Differentiated THP-1 cells were cultured at a concentration of 5 × 105 cells/ml in polypropylene tubes and incubated for 20 h in medium alone or with LPS. Cells were collected by low-speed centrifugation and resuspended in FACS buffer (PBS containing 1% FBS and 0.1% NaN3). Cells were then incubated with FITC-labeled anti-CD14 or unlabeled anti-TLR2 or anti-TLR4 mAbs for 30 min on ice. Cells were then centrifuged and resuspended in FACS buffer. THP-1 cells initially stained with anti-TLR2 or anti-TLR4 mAb were then incubated with goat anti-mouse IgG1 FITC or goat anti-mouse IgG2a PE, respectively, for 20 min on ice. Cells were washed three times in FACS buffer and resuspended in 2% paraformaldehyde before being analyzed by flow cytometry using a FACStar flow cytometer (BD Biosciences, Mountain View, CA).
Western blot analysis
THP-1 cells (3 × 106/ml) pretreated with medium or LPS were restimulated for the indicated time periods noted in the figures, washed with PBS, and then lysed on ice for 10 min in 300 μl lysis buffer (50 mM HEPES, pH 7.4, 150 mM NaCl, 1 mM EDTA, 1% Nonidet P-40, 0.1% SDS, 0.5% sodium deoxycholate, 1 mM sodium orthovanadate, 1 mM sodium flouride, 1 mM PMSF, and 1 mg/ml aprotonin). Whole cell lysate was passed through a 20-gauge needle and then incubated on ice for 30 min. Cell debris was pelleted by centrifugation. Supernatants were collected and stored at −80°C until assayed. Thirty micrograms of total cellular protein were suspended in Laemmli buffer, boiled for 3 min, and subjected to SDS-PAGE. Gels were transferred to nitrocellulose membranes and blocked with TBS containing 0.05% Tween 20 (TBS-Tw) and 5% nonfat milk powder for 1 h. After washing in TBS, membranes were probed with rabbit anti-Ι-κB-α (1:1000) or anti-Ι-κB-β (1:1000) Abs (Santa Cruz Biotechnology) for 2 h at room temperature. Membranes were then washed with TBS-Tw and incubated with a polyclonal secondary goat anti-rabbit IgG HRP Ab (1:2000; Santa Cruz Biotechnology) for 1.5 h at room temperature. Following three washes in TBS-Tw, membranes were developed using ECL, according to the manufacturer’s protocol (Santa Cruz Biotechnology).

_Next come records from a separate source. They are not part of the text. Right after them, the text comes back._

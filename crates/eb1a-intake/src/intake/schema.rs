//! Static field schemas for the ten criterion steps.
//!
//! Every criterion shares one entry manager; the schema is what differs. It
//! names the accepted field and attachment keys and marks which fields must
//! be present before an entry can be saved.

use serde::Serialize;

use super::domain::{Criterion, FieldValues};
use super::form::FormError;

/// Step titles shown by the wizard stepper, in order.
pub const WIZARD_STEPS: [&str; 12] = [
    "Instructions",
    "Prizes & Awards",
    "Memberships",
    "Published Material",
    "Judge of Others' Work",
    "Original Contributions",
    "Scholarly Articles",
    "Artistic Exhibitions",
    "Leading Role",
    "High Salary",
    "Commercial Success",
    "Review & Submit",
];

#[derive(Debug, Clone, Copy, PartialEq, Eq, Serialize)]
#[serde(rename_all = "snake_case")]
pub enum FieldKind {
    Text,
    LongText,
    Date,
    Choice,
}

#[derive(Debug, Clone, Copy, PartialEq, Eq, Serialize)]
pub struct FieldDescriptor {
    pub key: &'static str,
    pub label: &'static str,
    pub kind: FieldKind,
    pub required: bool,
}

impl FieldDescriptor {
    const fn required(key: &'static str, label: &'static str, kind: FieldKind) -> Self {
        Self {
            key,
            label,
            kind,
            required: true,
        }
    }

    const fn optional(key: &'static str, label: &'static str, kind: FieldKind) -> Self {
        Self {
            key,
            label,
            kind,
            required: false,
        }
    }
}

#[derive(Debug, Clone, Copy, PartialEq, Eq, Serialize)]
pub struct AttachmentDescriptor {
    pub key: &'static str,
    pub label: &'static str,
}

const fn attachment(key: &'static str, label: &'static str) -> AttachmentDescriptor {
    AttachmentDescriptor { key, label }
}

#[derive(Debug, Clone, Copy, PartialEq, Eq, Serialize)]
pub struct CriterionSchema {
    pub criterion: Criterion,
    pub title: &'static str,
    pub heading: &'static str,
    pub fields: &'static [FieldDescriptor],
    pub attachments: &'static [AttachmentDescriptor],
}

impl CriterionSchema {
    pub fn field(&self, key: &str) -> Option<&'static FieldDescriptor> {
        self.fields.iter().find(|field| field.key == key)
    }

    pub fn attachment(&self, key: &str) -> Option<&'static AttachmentDescriptor> {
        self.attachments.iter().find(|slot| slot.key == key)
    }

    pub fn required_fields(&self) -> impl Iterator<Item = &'static FieldDescriptor> {
        self.fields.iter().filter(|field| field.required)
    }

    /// Presence check only: unknown keys are rejected and every required
    /// field must carry a non-blank value.
    pub fn validate_fields(&self, values: &FieldValues) -> Result<(), FormError> {
        if let Some(unknown) = values.keys().find(|key| self.field(key).is_none()) {
            return Err(FormError::UnknownField {
                criterion: self.criterion,
                key: unknown.clone(),
            });
        }

        let missing: Vec<&'static str> = self
            .required_fields()
            .filter(|field| {
                values
                    .get(field.key)
                    .map_or(true, |value| value.trim().is_empty())
            })
            .map(|field| field.label)
            .collect();

        if missing.is_empty() {
            Ok(())
        } else {
            Err(FormError::MissingRequiredFields {
                criterion: self.criterion,
                fields: missing,
            })
        }
    }

    pub fn validate_attachment(&self, key: &str) -> Result<&'static AttachmentDescriptor, FormError> {
        self.attachment(key)
            .ok_or_else(|| FormError::UnknownAttachment {
                criterion: self.criterion,
                key: key.to_string(),
            })
    }
}

use FieldKind::{Choice, Date, LongText, Text};

static AWARDS: CriterionSchema = CriterionSchema {
    criterion: Criterion::Awards,
    title: "Prizes & Awards",
    heading: "Criterion 1: Nationally or Internationally Recognized Prizes or Awards",
    fields: &[
        FieldDescriptor::optional("fullName", "Recipient Name", Text),
        FieldDescriptor::required("awardName", "Award Name", Text),
        FieldDescriptor::required("dateReceived", "Date Received", Date),
        FieldDescriptor::required("awardingOrganization", "Awarding Organization", Text),
        FieldDescriptor::optional("awardDescription", "Award Description", LongText),
        FieldDescriptor::optional("awardCriteria", "Award Criteria", LongText),
        FieldDescriptor::optional("selectionProcess", "Selection Process", LongText),
    ],
    attachments: &[
        attachment("certificateUrl", "Award Certificate or Notification"),
        attachment("supportingDocUrl", "Supporting Documentation"),
    ],
};

static MEMBERSHIPS: CriterionSchema = CriterionSchema {
    criterion: Criterion::Memberships,
    title: "Memberships",
    heading: "Criterion 2: Membership in Associations",
    fields: &[
        FieldDescriptor::required("associationName", "Association Name", Text),
        FieldDescriptor::required("memberSince", "Member Since", Date),
        FieldDescriptor::optional("associationDescription", "Association Description", LongText),
        FieldDescriptor::optional(
            "membershipRequirements",
            "Membership Requirements",
            LongText,
        ),
        FieldDescriptor::optional("contributions", "Contributions", LongText),
    ],
    attachments: &[
        attachment("certificateUrl", "Membership Certificate or Card"),
        attachment("supportingDocUrl", "Supporting Documentation"),
    ],
};

static PUBLISHED_MATERIALS: CriterionSchema = CriterionSchema {
    criterion: Criterion::PublishedMaterials,
    title: "Published Material",
    heading: "Criterion 3: Published Material About You",
    fields: &[
        FieldDescriptor::required("publicationTitle", "Publication Title", Text),
        FieldDescriptor::required("publicationDate", "Publication Date", Date),
        FieldDescriptor::required("publisherName", "Publisher Name", Text),
        FieldDescriptor::optional("circulationInfo", "Circulation Information", LongText),
        FieldDescriptor::optional("contentSummary", "Content Summary", LongText),
    ],
    attachments: &[
        attachment("publicationUrl", "Upload Publication"),
        attachment("evidenceUrl", "Circulation Evidence"),
    ],
};

static JUDGING_EXPERIENCES: CriterionSchema = CriterionSchema {
    criterion: Criterion::JudgingExperiences,
    title: "Judge of Others' Work",
    heading: "Criterion 4: Judge of the Work of Others",
    fields: &[
        FieldDescriptor::required("judgeRole", "Judging Role", Text),
        FieldDescriptor::required("startDate", "Start Date", Date),
        FieldDescriptor::optional("endDate", "End Date", Date),
        FieldDescriptor::required("organizationName", "Organization Name", Text),
        FieldDescriptor::optional("description", "Description", LongText),
        FieldDescriptor::optional("selectionProcess", "Selection Process", LongText),
    ],
    attachments: &[
        attachment("appointmentLetterUrl", "Appointment Letter"),
        attachment("evidenceUrl", "Judging Evidence"),
    ],
};

static ORIGINAL_CONTRIBUTIONS: CriterionSchema = CriterionSchema {
    criterion: Criterion::OriginalContributions,
    title: "Original Contributions",
    heading: "Criterion 5: Original Scientific, Scholarly, or Business-Related Contributions",
    fields: &[
        FieldDescriptor::required("contributionTitle", "Contribution Title", Text),
        FieldDescriptor::required("contributionDate", "Contribution Date", Date),
        FieldDescriptor::required("field", "Field", Text),
        FieldDescriptor::optional("description", "Description", LongText),
        FieldDescriptor::optional("significance", "Significance", LongText),
        FieldDescriptor::optional("implementation", "Implementation", LongText),
    ],
    attachments: &[
        attachment("evidenceUrl", "Contribution Evidence"),
        attachment("lettersUrl", "Expert Letters"),
        attachment("supportingDocUrl", "Supporting Documentation"),
    ],
};

static SCHOLARLY_ARTICLES: CriterionSchema = CriterionSchema {
    criterion: Criterion::ScholarlyArticles,
    title: "Scholarly Articles",
    heading: "Criterion 6: Scholarly Articles in Professional Journals",
    fields: &[
        FieldDescriptor::required("articleTitle", "Article Title", Text),
        FieldDescriptor::required("journalName", "Journal Name", Text),
        FieldDescriptor::required("publicationDate", "Publication Date", Date),
        FieldDescriptor::required("authors", "Authors", Text),
        FieldDescriptor::required("abstract", "Abstract", LongText),
        FieldDescriptor::optional("journalImpact", "Journal Impact", LongText),
        FieldDescriptor::optional("significance", "Significance", LongText),
    ],
    attachments: &[
        attachment("articleUrl", "Upload Article"),
        attachment("citationUrl", "Upload Citation Evidence"),
        attachment("journalInfoUrl", "Upload Journal Information"),
    ],
};

static EXHIBITIONS: CriterionSchema = CriterionSchema {
    criterion: Criterion::Exhibitions,
    title: "Artistic Exhibitions",
    heading: "Criterion 7: Display of Work at Artistic Exhibitions or Showcases",
    fields: &[
        FieldDescriptor::required("exhibitionName", "Exhibition Name", Text),
        FieldDescriptor::required("venueName", "Venue Name", Text),
        FieldDescriptor::required("startDate", "Start Date", Date),
        FieldDescriptor::optional("endDate", "End Date", Date),
        FieldDescriptor::optional("venueLocation", "Venue Location", Text),
        FieldDescriptor::optional("exhibitionDescription", "Exhibition Description", LongText),
        FieldDescriptor::optional("workDescription", "Work Description", LongText),
        FieldDescriptor::optional("selectionProcess", "Selection Process", LongText),
        FieldDescriptor::optional("venuePrestige", "Venue Prestige", LongText),
    ],
    attachments: &[
        attachment("exhibitionDocUrl", "Exhibition Documentation"),
        attachment("visualEvidenceUrl", "Visual Evidence"),
        attachment("reviewsUrl", "Reviews"),
    ],
};

static LEADING_ROLES: CriterionSchema = CriterionSchema {
    criterion: Criterion::LeadingRoles,
    title: "Leading Role",
    heading: "Criterion 8: Leading or Critical Role in Distinguished Organizations",
    fields: &[
        FieldDescriptor::required("organizationName", "Organization Name", Text),
        FieldDescriptor::required("roleTitle", "Role Title", Text),
        FieldDescriptor::required("startDate", "Start Date", Date),
        FieldDescriptor::optional("endDate", "End Date", Date),
        FieldDescriptor::optional(
            "organizationDescription",
            "Organization Description",
            LongText,
        ),
        FieldDescriptor::optional("responsibilities", "Responsibilities", LongText),
        FieldDescriptor::optional("achievements", "Achievements", LongText),
        FieldDescriptor::optional("reportingStructure", "Reporting Structure", LongText),
    ],
    attachments: &[
        attachment("verificationUrl", "Role Verification"),
        attachment("organizationChartUrl", "Organization Chart"),
        attachment("distinctionEvidenceUrl", "Distinction Evidence"),
        attachment("recommendationUrl", "Recommendation Letter"),
    ],
};

static HIGH_SALARIES: CriterionSchema = CriterionSchema {
    criterion: Criterion::HighSalaries,
    title: "High Salary",
    heading: "Criterion 9: High Salary Evidence",
    fields: &[
        FieldDescriptor::required("employerName", "Employer Name", Text),
        FieldDescriptor::required("startDate", "Start Date", Date),
        FieldDescriptor::optional("endDate", "End Date", Date),
        FieldDescriptor::required("baseSalary", "Base Salary", Text),
        FieldDescriptor::required("currency", "Currency", Choice),
        FieldDescriptor::optional("frequency", "Payment Frequency", Choice),
        FieldDescriptor::optional(
            "additionalCompensation",
            "Additional Compensation",
            LongText,
        ),
        FieldDescriptor::optional("industryComparison", "Industry Comparison", LongText),
    ],
    attachments: &[
        attachment("salaryDocUrl", "Salary Documentation"),
        attachment("industryEvidenceUrl", "Industry Salary Evidence"),
        attachment("expertLettersUrl", "Expert Letters"),
    ],
};

static COMMERCIAL_SUCCESSES: CriterionSchema = CriterionSchema {
    criterion: Criterion::CommercialSuccesses,
    title: "Commercial Success",
    heading: "Criterion 10: Commercial Success in the Performing Arts",
    fields: &[
        FieldDescriptor::required("projectTitle", "Project Title", Text),
        FieldDescriptor::required("projectType", "Project Type", Choice),
        FieldDescriptor::required("releaseDate", "Release Date", Date),
        FieldDescriptor::optional("role", "Your Role", Text),
        FieldDescriptor::optional("metrics", "Commercial Metrics", LongText),
        FieldDescriptor::optional("industryContext", "Industry Context", LongText),
        FieldDescriptor::optional("criticalReception", "Critical Reception", LongText),
    ],
    attachments: &[
        attachment("salesDocUrl", "Sales Documentation"),
        attachment("mediaCoverageUrl", "Media Coverage"),
        attachment("recognitionUrl", "Industry Recognition"),
        attachment("contractsUrl", "Contracts"),
    ],
};

pub fn schema_for(criterion: Criterion) -> &'static CriterionSchema {
    match criterion {
        Criterion::Awards => &AWARDS,
        Criterion::Memberships => &MEMBERSHIPS,
        Criterion::PublishedMaterials => &PUBLISHED_MATERIALS,
        Criterion::JudgingExperiences => &JUDGING_EXPERIENCES,
        Criterion::OriginalContributions => &ORIGINAL_CONTRIBUTIONS,
        Criterion::ScholarlyArticles => &SCHOLARLY_ARTICLES,
        Criterion::Exhibitions => &EXHIBITIONS,
        Criterion::LeadingRoles => &LEADING_ROLES,
        Criterion::HighSalaries => &HIGH_SALARIES,
        Criterion::CommercialSuccesses => &COMMERCIAL_SUCCESSES,
    }
}

pub fn all_schemas() -> Vec<&'static CriterionSchema> {
    Criterion::ALL.into_iter().map(schema_for).collect()
}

Statistical significance between groups was evaluated by ANOVA and the Tukey multiple-comparison test using the InStat program (GraphPad Software, San Diego, CA). Differences between groups were considered significant at the level of p < 0.05.

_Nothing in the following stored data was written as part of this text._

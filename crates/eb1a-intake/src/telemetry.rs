use crate::config::TelemetryConfig;
use std::fmt;
use tracing_subscriber::filter::ParseError;
use tracing_subscriber::EnvFilter;

#[derive(Debug)]
pub enum TelemetryError {
    EnvFilter { value: String, source: ParseError },
    Subscriber(Box<dyn std::error::Error + Send + Sync>),
}

impl fmt::Display for TelemetryError {
    fn fmt(&self, f: &mut fmt::Formatter<'_>) -> fmt::Result {
        match self {
            TelemetryError::EnvFilter { value, .. } => {
                write!(f, "invalid log filter '{}' for the intake service", value)
            }
            TelemetryError::Subscriber(err) => write!(f, "tracing subscriber error: {err}"),
        }
    }
}

impl std::error::Error for TelemetryError {
    fn source(&self) -> Option<&(dyn std::error::Error + 'static)> {
        match self {
            TelemetryError::EnvFilter { source, .. } => Some(source),
            TelemetryError::Subscriber(err) => Some(&**err),
        }
    }
}

/// Builds the log filter, preferring `RUST_LOG` over the configured level.
pub fn env_filter(config: &TelemetryConfig) -> Result<EnvFilter, TelemetryError> {
    match EnvFilter::try_from_default_env() {
        Ok(filter) => Ok(filter),
        Err(_) => {
            EnvFilter::try_new(&config.log_level).map_err(|source| TelemetryError::EnvFilter {
                value: config.log_level.clone(),
                source,
            })
        }
    }
}

pub fn init(config: &TelemetryConfig) -> Result<(), TelemetryError> {
    let filter = env_filter(config)?;

    tracing_subscriber::fmt()
        .with_env_filter(filter)
        .with_target(false)
        .compact()
        .with_ansi(false)
        .try_init()
        .map_err(TelemetryError::Subscriber)
}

Comparison of IL-1β, IL-6, and TNF-α production from THP-1 cells stimulated with P. gingivalis or E. coli LPS
We first compared the ability of protein-free E. coli and P. gingivalis LPS to induce primary proinflammatory cytokine responses. PMA-differentiated THP-1 cells were stimulated for 24 h in the presence or absence of varying concentrations of LPS, and cell-free supernatants were collected. E. coli LPS was significantly (p < 0.05) more potent for the induction of IL-1β (Fig. 1,A), IL-6 (Fig. 1,B), and TNF-α (Fig. 1 C) than P. gingivalis LPS at all concentrations tested. Similar results were observed at earlier time points (6 and 12 h), as well as with elutriated human monocytes (data not shown). These data demonstrate significant differences in the abilities of P. gingivalis and E. coli LPS to induce these proinflammatory cytokines by human monocytes, consistent with previous observations that P. gingivalis LPS is a less potent inducer of inflammatory cytokines (26, 44).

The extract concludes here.